Plastic pollution is one of the most visible and complex environmental issues today. Interested and concerned parties include researchers, governmental agencies, nongovernmental organizations, industry, media, and the general public. One key assumption behind the issue and the public outcry is that plastics last indefinitely in the environment, resulting in chronic exposure that harms animals and humans. But the data supporting this assumption are scant.
We don’t have a complete understanding of how long plastic consumer goods last in the environment. Here, artist Mark Dion displays pieces of plastic retrieved from the ocean. Image credit: Tanya Bonakdar Gallery and Mark Dion (artist).
An accurate understanding of the persistence of plastic goods in the environment is critical for many stakeholders. Consumers need reliable information about that persistence to make informed choices. Researchers need this information because persistence is a key factor in models that predict how much plastic waste is in the environment and where it resides (1, 2), as well as the risks associated with this pollution (3). Legislators need this information to develop evidence-based policy that bans the use of plastics at the local, national, and international level.

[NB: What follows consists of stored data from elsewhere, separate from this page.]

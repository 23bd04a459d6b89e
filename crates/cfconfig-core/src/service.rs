//! Generate and extract operations over the two codecs
//!
//! [`ConfigBlockService::generate`] turns a text document into a block ready
//! to be written to device storage. [`ConfigBlockService::extract`] turns a
//! block read back from a device into a text document. An erased or damaged
//! block is expected on fresh hardware, so extraction falls back to the
//! default document in that case. A block from another schema version is
//! always reported.
//!
//! ## Example
//!
//! ```
//! use cfconfig_core::ConfigBlockService;
//!
//! let service = ConfigBlockService::new();
//!
//! // Erased storage reads back as zeros
//! let text = service.extract(&[0u8; 16])?;
//! assert!(text.contains("channel= 100"));
//!
//! let block = service.generate(&text)?;
//! assert_eq!(&block[..4], b"0xBC");
//! # Ok::<(), cfconfig_core::Error>(())
//! ```

use crate::binary::BinaryCodec;
use crate::config::ServiceConfig;
use crate::error::{CorruptReason, Error, Result};
use crate::layout::BLOCK_LEN;
use crate::record::ConfigRecord;
use crate::text::TextCodec;
use std::io::{Read, Write};

/// Where extracted text came from
#[derive(Debug, Clone, Copy, PartialEq)]
pub enum ExtractionOrigin {
    /// Decoded from a valid block
    Block(ConfigRecord),
    /// Block was corrupt; the default document was used
    Default(CorruptReason),
}

/// Result of [`ConfigBlockService::extract_detailed`]
#[derive(Debug, Clone, PartialEq)]
pub struct Extraction {
    /// Text document
    pub text: String,
    /// Where it came from
    pub origin: ExtractionOrigin,
}

impl Extraction {
    /// Whether the default document was substituted
    pub fn is_default(&self) -> bool {
        matches!(self.origin, ExtractionOrigin::Default(_))
    }
}

/// Stateless façade over [`BinaryCodec`] and [`TextCodec`]
#[derive(Debug, Clone, Copy, Default)]
pub struct ConfigBlockService {
    config: ServiceConfig,
    binary: BinaryCodec,
    text: TextCodec,
}

impl ConfigBlockService {
    /// Create a service with default configuration
    pub fn new() -> Self {
        Self::default()
    }

    /// Create a service with custom configuration
    pub fn with_config(config: ServiceConfig) -> Self {
        Self {
            config,
            binary: BinaryCodec::with_layout(config.layout),
            text: TextCodec::with_layout(config.layout),
        }
    }

    /// Get the current configuration
    pub fn config(&self) -> &ServiceConfig {
        &self.config
    }

    /// Parse a text document and frame it as a block
    pub fn generate(&self, text: &str) -> Result<[u8; BLOCK_LEN]> {
        let record = self.text.read(text)?;
        if self.config.strict {
            record.validate()?;
        }
        Ok(self.binary.encode(&record))
    }

    /// Decode a block into a text document
    ///
    /// A corrupt block yields the default document unless fallback is
    /// disabled.
    pub fn extract(&self, blob: &[u8]) -> Result<String> {
        self.extract_detailed(blob).map(|e| e.text)
    }

    /// Like [`extract`](Self::extract), also reporting where the text came from
    pub fn extract_detailed(&self, blob: &[u8]) -> Result<Extraction> {
        match self.binary.decode(blob) {
            Ok(record) => Ok(Extraction {
                text: self.text.write(&record),
                origin: ExtractionOrigin::Block(record),
            }),
            Err(Error::CorruptBlock(reason)) if self.config.fallback_to_default => {
                tracing::warn!(
                    "Config block erased or altered ({}), using default configuration",
                    reason
                );
                Ok(Extraction {
                    text: self.text.default_text().to_string(),
                    origin: ExtractionOrigin::Default(reason),
                })
            }
            Err(e) => Err(e),
        }
    }

    /// Read one block's worth of bytes from storage and extract it
    pub fn extract_from<R: Read + ?Sized>(&self, reader: &mut R) -> Result<Extraction> {
        let mut buf = [0u8; BLOCK_LEN];
        let n = read_full(reader, &mut buf)?;
        tracing::debug!("Read {} bytes of config block from storage", n);
        self.extract_detailed(&buf[..n])
    }

    /// Generate a block and write it to storage
    ///
    /// Nothing is written when the text does not parse.
    pub fn generate_into<W: Write + ?Sized>(&self, text: &str, writer: &mut W) -> Result<()> {
        let block = self.generate(text)?;
        writer.write_all(&block)?;
        writer.flush()?;
        tracing::debug!("Wrote {} byte config block to storage", block.len());
        Ok(())
    }
}

/// Read as much as possible into buffer
fn read_full<R: Read + ?Sized>(reader: &mut R, buf: &mut [u8]) -> Result<usize> {
    let mut total = 0;
    while total < buf.len() {
        match reader.read(&mut buf[total..]) {
            Ok(0) => break,
            Ok(n) => total += n,
            Err(e) if e.kind() == std::io::ErrorKind::Interrupted => continue,
            Err(e) => return Err(Error::Io(e)),
        }
    }
    Ok(total)
}
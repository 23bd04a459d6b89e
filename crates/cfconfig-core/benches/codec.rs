//! Benchmarks for the block and text codecs.
//!
//! Run with: cargo bench -p cfconfig-core

use cfconfig_core::{BinaryCodec, ConfigBlockService, ConfigRecord, RadioSpeed, TextCodec};
use criterion::{criterion_group, criterion_main, Criterion};
use std::hint::black_box;

fn sample_record() -> ConfigRecord {
    ConfigRecord {
        version: 0,
        radio_channel: 80,
        radio_speed: RadioSpeed::Speed2M,
        pitch_trim: 1.25,
        roll_trim: -0.5,
    }
}

/// Benchmark binary encode and decode
fn bench_binary(c: &mut Criterion) {
    let mut group = c.benchmark_group("binary");
    let codec = BinaryCodec::new();
    let record = sample_record();
    let block = codec.encode(&record);

    group.bench_function("encode", |b| b.iter(|| codec.encode(black_box(&record))));
    group.bench_function("decode", |b| {
        b.iter(|| codec.decode(black_box(&block)).unwrap())
    });
    group.bench_function("decode_erased", |b| {
        b.iter(|| codec.decode(black_box(&[0u8; 16])).is_err())
    });

    group.finish();
}

/// Benchmark text read and write
fn bench_text(c: &mut Criterion) {
    let mut group = c.benchmark_group("text");
    let codec = TextCodec::new();
    let record = sample_record();
    let text = codec.write(&record);

    group.bench_function("write", |b| b.iter(|| codec.write(black_box(&record))));
    group.bench_function("read", |b| b.iter(|| codec.read(black_box(&text)).unwrap()));

    group.finish();
}

/// Benchmark the full generate/extract pipeline
fn bench_service(c: &mut Criterion) {
    let mut group = c.benchmark_group("service");
    let service = ConfigBlockService::new();
    let text = TextCodec::new().write(&sample_record());
    let block = service.generate(&text).unwrap();

    group.bench_function("generate", |b| {
        b.iter(|| service.generate(black_box(&text)).unwrap())
    });
    group.bench_function("extract", |b| {
        b.iter(|| service.extract(black_box(&block)).unwrap())
    });

    group.finish();
}

criterion_group!(benches, bench_binary, bench_text, bench_service);
criterion_main!(benches);
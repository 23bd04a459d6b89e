//! CLI command implementations

/// Conditionally println based on silent mode
macro_rules! println_if {
    ($silent:expr) => {
        if !$silent {
            println!();
        }
    };
    ($silent:expr, $($arg:tt)*) => {
        if !$silent {
            println!($($arg)*);
        }
    };
}

pub mod config;
pub mod extract;
pub mod generate;
pub mod inspect;
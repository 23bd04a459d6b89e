//! Fuzz test for text document parsing
//!
//! Tests that the INI reader handles arbitrary input safely.

#![no_main]

use cfconfig_core::TextCodec;
use libfuzzer_sys::fuzz_target;

fuzz_target!(|data: &str| {
    let codec = TextCodec::new();

    match codec.read(data) {
        Ok(record) => {
            // Whatever parsed must survive a write/read cycle
            let again = codec
                .read(&codec.write(&record))
                .expect("rewritten document should parse");
            assert_eq!(again.radio_channel, record.radio_channel);
            assert_eq!(again.radio_speed, record.radio_speed);
        }
        Err(e) => assert!(e.is_malformed_text()),
    }
});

The ubiquity of these bans is rivaled only by the range of information that drives public perception of how long it takes for different types of plastic goods to degrade in the environment. Our fundamental belief that scientific evidence should inform the public and drive environmental policy led us to one seemingly simple question: What evidence underpins how long plastic goods last in the environment?

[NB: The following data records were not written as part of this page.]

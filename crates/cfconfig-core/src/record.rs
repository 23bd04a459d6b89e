//! The configuration record and its radio speed type

use crate::error::{Error, Result};
use serde::{Deserialize, Serialize};

/// Highest radio channel the radio hardware can tune to
pub const MAX_RADIO_CHANNEL: u8 = 125;

/// Radio data rate
#[derive(Debug, Clone, Copy, PartialEq, Eq, Hash, Serialize, Deserialize)]
pub enum RadioSpeed {
    /// 250 kbit/s
    #[serde(rename = "250K")]
    Speed250K,
    /// 1 Mbit/s
    #[serde(rename = "1M")]
    Speed1M,
    /// 2 Mbit/s
    #[serde(rename = "2M")]
    Speed2M,
}

impl RadioSpeed {
    /// Wire order of the speeds; position is the on-block index
    const ORDER: [RadioSpeed; 3] = [
        RadioSpeed::Speed250K,
        RadioSpeed::Speed1M,
        RadioSpeed::Speed2M,
    ];

    /// Text form used in the config document
    pub fn name(&self) -> &'static str {
        match self {
            RadioSpeed::Speed250K => "250K",
            RadioSpeed::Speed1M => "1M",
            RadioSpeed::Speed2M => "2M",
        }
    }

    /// Index stored in the binary block
    pub fn index(&self) -> u8 {
        match self {
            RadioSpeed::Speed250K => 0,
            RadioSpeed::Speed1M => 1,
            RadioSpeed::Speed2M => 2,
        }
    }

    /// Map a block index back to a speed
    pub fn from_index(index: u8) -> Option<Self> {
        Self::ORDER.get(usize::from(index)).copied()
    }

    /// List all supported speeds in wire order
    pub fn all() -> &'static [RadioSpeed] {
        &Self::ORDER
    }
}

impl std::fmt::Display for RadioSpeed {
    fn fmt(&self, f: &mut std::fmt::Formatter<'_>) -> std::fmt::Result {
        write!(f, "{}", self.name())
    }
}

/// Error returned when a string is not one of the known speeds
#[derive(Debug, Clone, PartialEq, Eq, thiserror::Error)]
#[error("unknown radio speed '{0}' (expected 250K, 1M or 2M)")]
pub struct UnknownSpeed(pub String);

impl std::str::FromStr for RadioSpeed {
    type Err = UnknownSpeed;

    fn from_str(s: &str) -> std::result::Result<Self, Self::Err> {
        let upper = s.trim().to_uppercase();
        Self::ORDER
            .iter()
            .find(|speed| speed.name() == upper)
            .copied()
            .ok_or_else(|| UnknownSpeed(s.trim().to_string()))
    }
}

/// Radio and calibration settings stored in the configuration block
#[derive(Debug, Clone, Copy, PartialEq, Serialize, Deserialize)]
pub struct ConfigRecord {
    /// Schema version the record was written with
    pub version: u8,
    /// Radio channel (0-125)
    pub radio_channel: u8,
    /// Radio data rate
    pub radio_speed: RadioSpeed,
    /// Pitch trim in degrees
    pub pitch_trim: f32,
    /// Roll trim in degrees
    pub roll_trim: f32,
}

impl ConfigRecord {
    /// Check that the radio channel is one the hardware can use
    ///
    /// The codecs never call this; range checks are left to the caller.
    pub fn validate(&self) -> Result<()> {
        if self.radio_channel > MAX_RADIO_CHANNEL {
            return Err(Error::InvalidRecord(format!(
                "radio channel {} out of range 0-{}",
                self.radio_channel, MAX_RADIO_CHANNEL
            )));
        }
        if !self.pitch_trim.is_finite() || !self.roll_trim.is_finite() {
            return Err(Error::InvalidRecord(
                "trim values must be finite".to_string(),
            ));
        }
        Ok(())
    }
}

#[cfg(test)]
mod tests {
    use super::*;

    fn record(channel: u8) -> ConfigRecord {
        ConfigRecord {
            version: 0,
            radio_channel: channel,
            radio_speed: RadioSpeed::Speed2M,
            pitch_trim: 0.0,
            roll_trim: 0.0,
        }
    }

    #[test]
    fn test_speed_index_mapping() {
        for (i, speed) in RadioSpeed::all().iter().enumerate() {
            assert_eq!(usize::from(speed.index()), i);
            assert_eq!(RadioSpeed::from_index(speed.index()), Some(*speed));
        }
        assert_eq!(RadioSpeed::from_index(3), None);
        assert_eq!(RadioSpeed::from_index(0xff), None);
    }

    #[test]
    fn test_speed_from_str() {
        assert_eq!("250K".parse::<RadioSpeed>(), Ok(RadioSpeed::Speed250K));
        assert_eq!("1m".parse::<RadioSpeed>(), Ok(RadioSpeed::Speed1M));
        assert_eq!(" 2M ".parse::<RadioSpeed>(), Ok(RadioSpeed::Speed2M));
        assert_eq!(
            "3M".parse::<RadioSpeed>(),
            Err(UnknownSpeed("3M".to_string()))
        );
        assert!("".parse::<RadioSpeed>().is_err());
    }

    #[test]
    fn test_speed_display() {
        assert_eq!(RadioSpeed::Speed250K.to_string(), "250K");
        assert_eq!(RadioSpeed::Speed2M.to_string(), "2M");
    }

    #[test]
    fn test_validate_channel_range() {
        assert!(record(0).validate().is_ok());
        assert!(record(MAX_RADIO_CHANNEL).validate().is_ok());
        let err = record(126).validate().unwrap_err();
        assert!(matches!(err, Error::InvalidRecord(_)));
        assert!(err.to_string().contains("126"));
    }

    #[test]
    fn test_validate_rejects_nan_trim() {
        let mut r = record(10);
        r.pitch_trim = f32::NAN;
        assert!(r.validate().is_err());
    }

    #[test]
    fn test_record_json() {
        let json = serde_json::to_string(&record(100)).unwrap();
        assert!(json.contains("\"radio_channel\":100"));
        assert!(json.contains("\"2M\""));
    }
}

To answer this question, we reviewed information graphics and documents reporting the lifetime of different plastic goods in the environment (Figure 1, Table S1). These 57 graphics and documents were published by governmental agencies, nongovernmental organizations, academic institutions, peer-reviewed journals (4), college textbooks (5), reference books, lesson plans, nonprofit organizations, for-profit companies, and the print and online media. Many of the information graphics are displayed in public places such as parks, beaches, or aquaria. This review is global in nature, spanning 13 countries, three languages, and four continents. We report on four major findings.
Fig. 1.
Review of 57 information graphics and documents that report environmental lifetimes of common plastic consumer goods. The bars represent the range of estimates, the red circles represent the mean of estimates, and the number of estimates for each plastic good (N) is provided on the right (N = 255 in total). The recycling number corresponds to the base polymer of each good. PET = polyethylene terephthalate, PS = polystyrene, LDPE = low-density polyethylene, PA = polyamide, and PP = polypropylene. Individual lifetime estimates and additional details about the analysis are provided in Table S1 of the Supporting Information. Image credit: Natalie Reiner.

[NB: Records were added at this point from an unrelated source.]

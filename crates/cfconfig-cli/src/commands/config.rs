//! Settings file management command

use anyhow::{Context, Result};
use cfconfig_core::Settings;
use console::style;
use std::path::PathBuf;

/// Arguments for the config command
pub struct ConfigArgs {
    /// Initialize a new settings file with defaults
    pub init: bool,
    /// Show the path to the settings file
    pub path: bool,
    /// Show settings in JSON format
    pub json: bool,
    /// Suppress output (for scripting)
    pub silent: bool,
    /// Settings file path (default location when not overridden)
    pub config_file: Option<PathBuf>,
}

/// Execute the config command
pub fn execute(args: ConfigArgs) -> Result<()> {
    if args.path {
        if let Some(path) = &args.config_file {
            if !args.silent {
                println!("{}", path.display());
            }
        } else if !args.silent {
            eprintln!("{}", style("Could not determine config path").yellow());
        }
        return Ok(());
    }

    if args.init {
        return init_config(args.config_file, args.silent);
    }

    show_config(args.config_file, args.json, args.silent)
}

/// Initialize a new settings file with default values
fn init_config(config_path: Option<PathBuf>, silent: bool) -> Result<()> {
    let path = config_path.context("Could not determine configuration directory")?;

    if path.exists() {
        if !silent {
            eprintln!(
                "{} Settings file already exists at: {}",
                style("Warning:").yellow(),
                path.display()
            );
            eprintln!("Use a text editor to modify it, or delete it to re-initialize.");
        }
        return Ok(());
    }

    Settings::default()
        .save(&path)
        .context("Failed to save settings file")?;

    if !silent {
        println!(
            "{} Created settings file at: {}",
            style("Success:").green(),
            path.display()
        );
        println!();
        println!("  [generate]");
        println!("  strict = true                # Reject out-of-range channels");
        println!();
        println!("  [extract]");
        println!("  fallback_to_default = false  # Fail on erased blocks");
    }

    Ok(())
}

/// Show the current settings
fn show_config(config_path: Option<PathBuf>, json: bool, silent: bool) -> Result<()> {
    if silent {
        return Ok(());
    }

    let config_exists = config_path.as_ref().is_some_and(|p| p.exists());
    let settings = Settings::load(config_path.as_deref());

    if json {
        let json_output = serde_json::to_string_pretty(&settings)
            .context("Failed to serialize settings to JSON")?;
        println!("{}", json_output);
        return Ok(());
    }

    println!("{}", style("cfconfig Settings").bold());
    println!();

    if let Some(path) = &config_path {
        if config_exists {
            println!("  {} {}", style("Settings file:").dim(), path.display());
        } else {
            println!(
                "  {} {} {}",
                style("Settings file:").dim(),
                path.display(),
                style("(not found, using defaults)").yellow()
            );
        }
    }
    println!();

    println!("{}", style("[generate]").cyan());
    println!("  strict = {}", settings.generate.strict);
    println!();

    println!("{}", style("[extract]").cyan());
    println!(
        "  fallback_to_default = {}",
        settings.extract.fallback_to_default
    );
    println!();

    println!("{}", style("[behavior]").cyan());
    println!("  quiet = {}", settings.behavior.quiet);

    if !config_exists {
        println!();
        println!(
            "{}",
            style("Run 'cfconfig config --init' to create a settings file.").dim()
        );
    }

    Ok(())
}
//! # cfconfig Core
//!
//! Core library for the Crazyflie configuration block: a 16-byte record in
//! device storage holding the radio channel, radio speed and pitch/roll trims.
//!
//! ## Modules
//!
//! - `checksum`: 8-bit additive checksum
//! - `layout`: Field order, widths, magic marker and schema version
//! - `record`: The configuration record and radio speed type
//! - `binary`: Framing and validation of the binary block
//! - `text`: INI-style text document
//! - `service`: Generate/extract operations with default fallback
//! - `error`: Error types and result aliases
//! - `config`: Runtime configuration
//! - `settings`: Persistent user settings from configuration file
//!
//! ## Example
//!
//! ```
//! use cfconfig_core::ConfigBlockService;
//!
//! let service = ConfigBlockService::new();
//! let text = "[radio]\nchannel= 80\nspeed= 250K\n\n[calib]\npitchTrim= 0.0\nrollTrim= 1.0\n";
//!
//! let block = service.generate(text)?;
//! let extracted = service.extract(&block)?;
//! assert!(extracted.contains("channel= 80"));
//! assert!(extracted.contains("speed= 250K"));
//! # Ok::<(), cfconfig_core::Error>(())
//! ```

#![warn(missing_docs)]
#![warn(clippy::all)]

pub mod binary;
pub mod checksum;
pub mod config;
pub mod error;
pub mod layout;
pub mod record;
pub mod service;
pub mod settings;
pub mod text;

pub use binary::{BinaryCodec, BlockReport};
pub use config::ServiceConfig;
pub use error::{CorruptReason, Error, Result};
pub use layout::{RecordLayout, BLOCK_LEN, CONFIG_VERSION, MAGIC};
pub use record::{ConfigRecord, RadioSpeed, UnknownSpeed, MAX_RADIO_CHANNEL};
pub use service::{ConfigBlockService, Extraction, ExtractionOrigin};
pub use settings::{BehaviorSettings, ExtractSettings, GenerateSettings, Settings, SettingsError};
pub use text::{TextCodec, DEFAULT_TEXT};
//! cfconfig - Generate and extract Crazyflie configuration blocks
//!
//! # Usage
//!
//! ```bash
//! # Compile a text configuration into a 16-byte block
//! cfconfig generate config.ini config.bin
//!
//! # Turn a block read from a copter back into text
//! cfconfig extract config.bin config.ini
//!
//! # Show what is inside a block
//! cfconfig inspect config.bin --json
//! ```

use anyhow::Result;
use clap::{CommandFactory, Parser, Subcommand};
use clap_complete::{generate, Shell};
use clap_mangen::Man;
use console::style;
use std::path::PathBuf;
use tracing_subscriber::EnvFilter;

use cfconfig_core::Settings;

mod commands;

/// cfconfig - Generate and extract Crazyflie configuration blocks
#[derive(Parser)]
#[command(name = "cfconfig")]
#[command(author, version, about, long_about = None)]
#[command(propagate_version = true)]
struct Cli {
    /// Enable verbose output
    #[arg(short, long, global = true)]
    verbose: bool,

    /// Suppress log output
    #[arg(short, long, global = true)]
    quiet: bool,

    /// Suppress ALL output (implies --quiet)
    #[arg(long, global = true)]
    silent: bool,

    /// Use a specific settings file
    #[arg(long, global = true, value_name = "FILE", env = "CFCONFIG_CONFIG")]
    config: Option<PathBuf>,

    #[command(subcommand)]
    command: Commands,
}

#[derive(Subcommand)]
enum Commands {
    /// Compile a text configuration into a binary config block
    Generate {
        /// Text configuration file to read
        input: PathBuf,

        /// Binary block file to write
        output: PathBuf,

        /// Reject radio channels outside 0-125 and non-finite trims
        #[arg(long)]
        strict: bool,
    },

    /// Extract a binary config block into a text configuration
    Extract {
        /// Binary block file to read
        input: PathBuf,

        /// Text configuration file to write
        output: PathBuf,

        /// Fail on an erased or corrupt block instead of writing defaults
        #[arg(long)]
        no_fallback: bool,
    },

    /// Show the contents and validity of a binary config block
    Inspect {
        /// Binary block file to read
        input: PathBuf,

        /// Output in JSON format
        #[arg(long)]
        json: bool,
    },

    /// Show or initialize the settings file
    Config {
        /// Create a settings file with default values
        #[arg(long)]
        init: bool,

        /// Print the settings file path
        #[arg(long)]
        path: bool,

        /// Output in JSON format
        #[arg(long)]
        json: bool,
    },

    /// Generate shell completions
    Completions {
        /// Shell to generate completions for
        #[arg(value_enum)]
        shell: Shell,
    },

    /// Generate man pages
    Mangen {
        /// Output directory for man pages
        #[arg(short, long, default_value = ".")]
        out_dir: String,
    },
}

fn main() {
    // Set up panic handler for nicer error messages
    std::panic::set_hook(Box::new(|panic_info| {
        eprintln!("{} {}", style("Error:").red().bold(), panic_info);
    }));

    if let Err(e) = run() {
        eprintln!("{} {:#}", style("Error:").red().bold(), e);
        std::process::exit(1);
    }
}

fn run() -> Result<()> {
    let cli = Cli::parse();

    let config_path = cli.config.clone().or_else(Settings::config_path);
    let settings = Settings::load(config_path.as_deref());

    // --silent implies --quiet, and the quiet setting behaves like --silent
    let silent = cli.silent || settings.behavior.quiet;
    let filter = if cli.verbose {
        EnvFilter::new("debug")
    } else if cli.quiet || silent {
        EnvFilter::new("off")
    } else {
        EnvFilter::new("info")
    };

    tracing_subscriber::fmt()
        .with_env_filter(filter)
        .with_writer(std::io::stderr)
        .with_target(false)
        .without_time()
        .init();

    let service_config = settings.service_config();

    match cli.command {
        Commands::Generate {
            input,
            output,
            strict,
        } => commands::generate::execute(commands::generate::GenerateArgs {
            input,
            output,
            config: if strict {
                service_config.strict(true)
            } else {
                service_config
            },
            silent,
        }),
        Commands::Extract {
            input,
            output,
            no_fallback,
        } => commands::extract::execute(commands::extract::ExtractArgs {
            input,
            output,
            config: if no_fallback {
                service_config.fallback_to_default(false)
            } else {
                service_config
            },
            silent,
        }),
        Commands::Inspect { input, json } => commands::inspect::execute(&input, json, silent),
        Commands::Config { init, path, json } => {
            commands::config::execute(commands::config::ConfigArgs {
                init,
                path,
                json,
                silent: cli.silent,
                config_file: config_path,
            })
        }
        Commands::Completions { shell } => {
            let mut cmd = Cli::command();
            let name = cmd.get_name().to_string();
            generate(shell, &mut cmd, name, &mut std::io::stdout());
            Ok(())
        }
        Commands::Mangen { out_dir } => {
            let cmd = Cli::command();
            let out_path = std::path::Path::new(&out_dir);
            std::fs::create_dir_all(out_path)?;

            let man = Man::new(cmd.clone());
            let mut buffer = Vec::new();
            man.render(&mut buffer)?;
            std::fs::write(out_path.join("cfconfig.1"), buffer)?;
            if !silent {
                println!("Generated: {}/cfconfig.1", out_dir);
            }

            for subcommand in cmd.get_subcommands() {
                let name = subcommand.get_name();
                if subcommand.is_hide_set()
                    || name == "completions"
                    || name == "mangen"
                    || name == "help"
                {
                    continue;
                }

                let man = Man::new(subcommand.clone());
                let mut buffer = Vec::new();
                man.render(&mut buffer)?;
                let filename = format!("cfconfig-{}.1", name);
                std::fs::write(out_path.join(&filename), buffer)?;
                if !silent {
                    println!("Generated: {}/{}", out_dir, filename);
                }
            }

            Ok(())
        }
    }
}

To be clear, none of these findings excuses the large and growing amount of plastic waste humans are producing. Cumulative plastic waste is estimated to rise from six to greater than 25 billion metric tons from 2015 to 2050 (6). Moreover, these findings do not excuse the ubiquitous plastic litter in the environment. Our sole intent here is to provide transparency on the quality of information currently being disseminated to stakeholders about the environmental persistence of plastic goods.
Wide Variation
First, estimates of the environmental lifetime of individual plastic goods vary substantially, in some cases from one year to “forever” (Fig. 1). For example, the lifetime of Styrofoam (expanded polystyrene) reported by the National Oceanic and Atmospheric Administration (NOAA) is 50 years (Table S1, Sources 1 and 2), whereas the United Nations Environmental Programme (UNEP) reports “thousands of years” (Table S1, Source 7). Closer to our home, the Woods Hole NOAA Sea Grant office located on Cape Cod, MA, reports a lifetime for plastic grocery bags of one to 20 years (Table S1, Source 2), whereas the local government of Nantucket, MA, reports a lifetime of 500 years (Table S1, Source 6). Sixty-five kilometers apart geographically, yet a 25- to 500-times difference in the lifetime of the same plastic good.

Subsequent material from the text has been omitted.